== DIRECTIONS ==
Tell how many lines in the following entries include the word "full", giving the figure alone.

== Collected data entries ==
//! Flat-file persistence for the ingested document.
//!
//! One document is live at a time; each upload overwrites the previous
//! files wholesale. Layout under the configured data directory:
//!
//! | File | Contents |
//! |------|----------|
//! | `document.txt` | full extracted text |
//! | `pages.json` | array of `{page, text}` records |
//! | `vector_store.json` | serialized vector index |
//!
//! There is no schema versioning; files left on disk back a cold-start
//! reload after a restart.

use anyhow::{Context, Result};
use serde::{Deserialize, Serialize};
use std::fs;
use std::path::{Path, PathBuf};

use crate::index::VectorIndex;

pub const DOCUMENT_FILE: &str = "document.txt";
pub const PAGES_FILE: &str = "pages.json";
pub const VECTOR_STORE_FILE: &str = "vector_store.json";

/// One page of the ingested document, 1-based and contiguous.
#[derive(Debug, Clone, Serialize, Deserialize, PartialEq)]
pub struct PageRecord {
    pub page: u32,
    pub text: String,
}

fn path_of(data_dir: &Path, file: &str) -> PathBuf {
    data_dir.join(file)
}

fn ensure_dir(data_dir: &Path) -> Result<()> {
    fs::create_dir_all(data_dir)
        .with_context(|| format!("Failed to create data directory: {}", data_dir.display()))
}

/// Writes the full extracted document text.
pub fn save_document(data_dir: &Path, text: &str) -> Result<()> {
    ensure_dir(data_dir)?;
    fs::write(path_of(data_dir, DOCUMENT_FILE), text)
        .with_context(|| "Failed to write document.txt")
}

/// Writes the per-page records.
pub fn save_pages(data_dir: &Path, pages: &[PageRecord]) -> Result<()> {
    ensure_dir(data_dir)?;
    let json = serde_json::to_string(pages)?;
    fs::write(path_of(data_dir, PAGES_FILE), json).with_context(|| "Failed to write pages.json")
}

/// Serializes the vector index, embeddings included.
pub fn save_index(data_dir: &Path, index: &VectorIndex) -> Result<()> {
    ensure_dir(data_dir)?;
    let json = serde_json::to_string(index)?;
    fs::write(path_of(data_dir, VECTOR_STORE_FILE), json)
        .with_context(|| "Failed to write vector_store.json")
}

/// Reads the full document text. `Ok(None)` when the file does not exist.
pub fn load_document(data_dir: &Path) -> Result<Option<String>> {
    let path = path_of(data_dir, DOCUMENT_FILE);
    if !path.exists() {
        return Ok(None);
    }
    let text = fs::read_to_string(&path).with_context(|| "Failed to read document.txt")?;
    Ok(Some(text))
}

/// Reads the per-page records. `Ok(None)` when the file does not exist;
/// a malformed file is an error the caller may treat as absent.
pub fn load_pages(data_dir: &Path) -> Result<Option<Vec<PageRecord>>> {
    let path = path_of(data_dir, PAGES_FILE);
    if !path.exists() {
        return Ok(None);
    }
    let json = fs::read_to_string(&path).with_context(|| "Failed to read pages.json")?;
    let pages: Vec<PageRecord> =
        serde_json::from_str(&json).with_context(|| "Failed to parse pages.json")?;
    Ok(Some(pages))
}

/// Reads the serialized vector index. `Ok(None)` when the file does not
/// exist; a malformed file is an error the caller may treat as absent.
pub fn load_index(data_dir: &Path) -> Result<Option<VectorIndex>> {
    let path = path_of(data_dir, VECTOR_STORE_FILE);
    if !path.exists() {
        return Ok(None);
    }
    let json = fs::read_to_string(&path).with_context(|| "Failed to read vector_store.json")?;
    let index: VectorIndex =
        serde_json::from_str(&json).with_context(|| "Failed to parse vector_store.json")?;
    Ok(Some(index))
}
use anyhow::Result;
use clap::{Parser, Subcommand};
use std::path::PathBuf;
use std::sync::Arc;
use tokio_stream::StreamExt;
use tracing_subscriber::EnvFilter;

use pagechat::chat::{self, ChatEvent};
use pagechat::config::load_config;
use pagechat::index;
use pagechat::server;
use pagechat::session::SessionState;

#[derive(Parser)]
#[command(name = "pagechat", about = "Ask questions about a PDF over HTTP")]
struct Cli {
    /// Path to a TOML config file. Defaults apply when omitted.
    #[arg(short, long, global = true)]
    config: Option<PathBuf>,

    #[command(subcommand)]
    command: Command,
}

#[derive(Subcommand)]
enum Command {
    /// Run the HTTP server.
    Serve,
    /// Ingest a PDF into the data directory without starting the server.
    Ingest {
        /// Path to the PDF file.
        file: PathBuf,
    },
    /// Ask a single question against the persisted index and print the answer.
    Ask {
        /// The question to ask.
        question: String,
    },
}

#[tokio::main]
async fn main() -> Result<()> {
    tracing_subscriber::fmt()
        .with_env_filter(EnvFilter::try_from_default_env().unwrap_or_else(|_| EnvFilter::new("info")))
        .init();

    let cli = Cli::parse();
    let config = load_config(cli.config.as_deref())?;

    match cli.command {
        Command::Serve => server::run_server(config).await,
        Command::Ingest { file } => {
            let bytes = std::fs::read(&file)?;
            let name = file
                .file_name()
                .map(|n| n.to_string_lossy().into_owned())
                .unwrap_or_else(|| "upload.pdf".to_string());
            let index = index::ingest(&config, &bytes, &name).await?;
            println!("Indexed {} pages from {}.", index.entries.len(), name);
            Ok(())
        }
        Command::Ask { question } => {
            let session = Arc::new(SessionState::new(&config.memory));
            let mut events = chat::stream_chat_turn(&config, session, &question).await?;
            let mut cited_pages: Vec<u32> = Vec::new();
            while let Some(event) = events.next().await {
                match event {
                    ChatEvent::Sources { sources } => {
                        cited_pages = sources.iter().filter_map(|s| s.page).collect();
                    }
                    ChatEvent::MessageChunk { content } => {
                        print!("{}", content);
                        use std::io::Write;
                        std::io::stdout().flush()?;
                    }
                    ChatEvent::MessageEnd => println!(),
                    ChatEvent::Error { error } => {
                        println!();
                        anyhow::bail!(error);
                    }
                    ChatEvent::MessageStart => {}
                }
            }
            if !cited_pages.is_empty() {
                let pages: Vec<String> = cited_pages.iter().map(u32::to_string).collect();
                println!("(sources: pages {})", pages.join(", "));
            }
            Ok(())
        }
    }
}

== ANSWER BOX ==
3